Age specific death rates between 2015-16 for Wisconsin residents age 20 and 65. Wisconsin Department of Health Services

“The real change of life expectancy is for those in their earlier years. Life expectancy for people 65 and older continues to grow slightly,” said Remington. “What we’ve seen is a dramatic increase in injury-related mortality particularly due to opioid overdoses and accidental poisoning with this increase in death of young people that can greatly influence the overall life expectancy,” he said.

A Wisconsin Life Expectancy report released last year showed those in Kewaunee County were expected to live the longest, to age 82. Those in Menominee County had the lowest life expectancy, age 72.5

Remington said the changes in life expectancy are incremental, so you won’t see a significant change from the state’s older numbers and the more recent 2016 federal statistics which put life expectancy at age 78.6.
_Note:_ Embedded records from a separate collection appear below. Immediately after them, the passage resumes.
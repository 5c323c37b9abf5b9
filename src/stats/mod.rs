//! Stats module - Numeric coercion and summaries

mod calculator;

pub use calculator::{FieldError, FiveNumberSummary, RunningMean, StatsCalculator};
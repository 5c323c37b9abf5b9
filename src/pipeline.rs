//! Pipeline Module
//! Composes parsing and aggregation per dataset and maps the outcome onto
//! the loading / error / empty / ready states the dashboard renders.

use crate::data::{
    AggregatePoint, AggregateResult, AggregationError, AggregationSpec, DataLoader,
    DataProcessor, Diagnostic, ParseError, ParsedRecords,
};
use rayon::prelude::*;
use serde::ser::{Serialize, SerializeStruct, Serializer};
use std::path::PathBuf;
use thiserror::Error;
use tracing::{info, info_span, warn};

#[derive(Error, Debug)]
pub enum PipelineError {
    #[error(transparent)]
    Parse(#[from] ParseError),
    #[error(transparent)]
    Aggregation(#[from] AggregationError),
}

impl PipelineError {
    /// Code of the underlying parse or aggregation error.
    pub fn code(&self) -> &'static str {
        match self {
            PipelineError::Parse(e) => e.code(),
            PipelineError::Aggregation(e) => e.code(),
        }
    }
}

/// State of one dataset as seen by the rendering layer.
#[derive(Debug)]
pub enum DatasetStatus {
    /// Not run yet.
    Loading,
    /// Fatal parse or aggregation error.
    Failed(PipelineError),
    /// Input was processed but every row was skipped.
    NoValidData { diagnostics: Vec<Diagnostic> },
    Ready(AggregateResult),
}

impl DatasetStatus {
    /// State name as serialized: `loading`, `error`, `no-data` or `ready`.
    pub fn state(&self) -> &'static str {
        match self {
            DatasetStatus::Loading => "loading",
            DatasetStatus::Failed(_) => "error",
            DatasetStatus::NoValidData { .. } => "no-data",
            DatasetStatus::Ready(_) => "ready",
        }
    }

    /// Whether the dataset has finished processing, successfully or not.
    pub fn is_terminal(&self) -> bool {
        !matches!(self, DatasetStatus::Loading)
    }

    /// Chart points, only when ready.
    pub fn points(&self) -> Option<&[AggregatePoint]> {
        match self {
            DatasetStatus::Ready(result) => Some(&result.points),
            _ => None,
        }
    }

    /// Row diagnostics of a finished run; empty while loading or on failure.
    pub fn diagnostics(&self) -> &[Diagnostic] {
        match self {
            DatasetStatus::Ready(result) => &result.diagnostics,
            DatasetStatus::NoValidData { diagnostics } => diagnostics,
            _ => &[],
        }
    }
}

impl Serialize for DatasetStatus {
    fn serialize<S: Serializer>(&self, serializer: S) -> Result<S::Ok, S::Error> {
        match self {
            DatasetStatus::Loading => {
                let mut s = serializer.serialize_struct("DatasetStatus", 1)?;
                s.serialize_field("state", self.state())?;
                s.end()
            }
            DatasetStatus::Failed(err) => {
                let mut s = serializer.serialize_struct("DatasetStatus", 3)?;
                s.serialize_field("state", self.state())?;
                s.serialize_field("code", err.code())?;
                s.serialize_field("message", &err.to_string())?;
                s.end()
            }
            DatasetStatus::NoValidData { diagnostics } => {
                let mut s = serializer.serialize_struct("DatasetStatus", 3)?;
                s.serialize_field("state", self.state())?;
                s.serialize_field("message", "no valid data after processing")?;
                s.serialize_field("diagnostics", diagnostics)?;
                s.end()
            }
            DatasetStatus::Ready(result) => {
                let mut s = serializer.serialize_struct("DatasetStatus", 2)?;
                s.serialize_field("state", self.state())?;
                s.serialize_field("result", result)?;
                s.end()
            }
        }
    }
}

/// Where a dataset's text comes from.
#[derive(Debug, Clone)]
pub enum JobInput {
    Text(String),
    File(PathBuf),
}

/// One dataset to process.
#[derive(Debug, Clone)]
pub struct DatasetJob {
    pub name: String,
    pub input: JobInput,
    pub loader: DataLoader,
    pub spec: AggregationSpec,
}

/// Named outcome of a [`DatasetJob`].
#[derive(Debug, serde::Serialize)]
pub struct DatasetReport {
    pub name: String,
    #[serde(flatten)]
    pub status: DatasetStatus,
}

pub struct Pipeline;

impl Pipeline {
    /// Parse `text` and aggregate it with `spec`.
    pub fn run(text: &str, has_header: bool, spec: &AggregationSpec) -> DatasetStatus {
        Self::into_status(Self::try_run(DataLoader::new().with_header(has_header), text, spec))
    }

    /// Parse and aggregate, keeping fatal errors as `Err`.
    ///
    /// Parser diagnostics are merged with aggregation diagnostics, ordered by row.
    pub fn try_run(
        loader: DataLoader,
        text: &str,
        spec: &AggregationSpec,
    ) -> Result<AggregateResult, PipelineError> {
        let parsed = loader.parse(text)?;
        Self::finish(parsed, spec)
    }

    /// Run one job, reading its file if needed.
    pub fn run_job(job: &DatasetJob) -> DatasetStatus {
        let span = info_span!("dataset", name = %job.name);
        let _enter = span.enter();

        let outcome = match &job.input {
            JobInput::Text(text) => Self::try_run(job.loader, text, &job.spec),
            JobInput::File(path) => job
                .loader
                .load_csv(path)
                .map_err(PipelineError::from)
                .and_then(|parsed| Self::finish(parsed, &job.spec)),
        };
        Self::into_status(outcome)
    }

    /// Run independent datasets in parallel. Reports come back in job order.
    pub fn run_all(jobs: &[DatasetJob]) -> Vec<DatasetReport> {
        jobs.par_iter()
            .map(|job| DatasetReport {
                name: job.name.clone(),
                status: Self::run_job(job),
            })
            .collect()
    }

    fn finish(
        parsed: ParsedRecords,
        spec: &AggregationSpec,
    ) -> Result<AggregateResult, PipelineError> {
        let mut result = DataProcessor::aggregate(&parsed.records, spec)?;

        let mut diagnostics = parsed.diagnostics;
        diagnostics.append(&mut result.diagnostics);
        diagnostics.sort_by_key(|d| d.row);
        result.diagnostics = diagnostics;

        Ok(result)
    }

    fn into_status(outcome: Result<AggregateResult, PipelineError>) -> DatasetStatus {
        match outcome {
            Ok(result) if result.is_empty() => {
                warn!(
                    rows_in = result.rows_in,
                    diagnostics = result.diagnostics.len(),
                    "no valid data after processing"
                );
                DatasetStatus::NoValidData {
                    diagnostics: result.diagnostics,
                }
            }
            Ok(result) => {
                info!(
                    points = result.points.len(),
                    diagnostics = result.diagnostics.len(),
                    "dataset ready"
                );
                DatasetStatus::Ready(result)
            }
            Err(err) => {
                warn!(code = err.code(), error = %err, "dataset failed");
                DatasetStatus::Failed(err)
            }
        }
    }
}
“Life expectancy although a good overall measure doesn’t change that quickly from year to year, maybe a tenth-of-a-year, a month or two of life expectancy,” Remington said. “So we would expect to see very comparable data … This is not like the Dow Jones Industrial that changes minute by minute during the day. These are numbers that have long projectories.”

The last time the U.S. life expectancy dropped was in 1993 because of the AIDS epidemic. Life expectancy hasn’t fallen two years in a row in the U.S. since the early 1960s.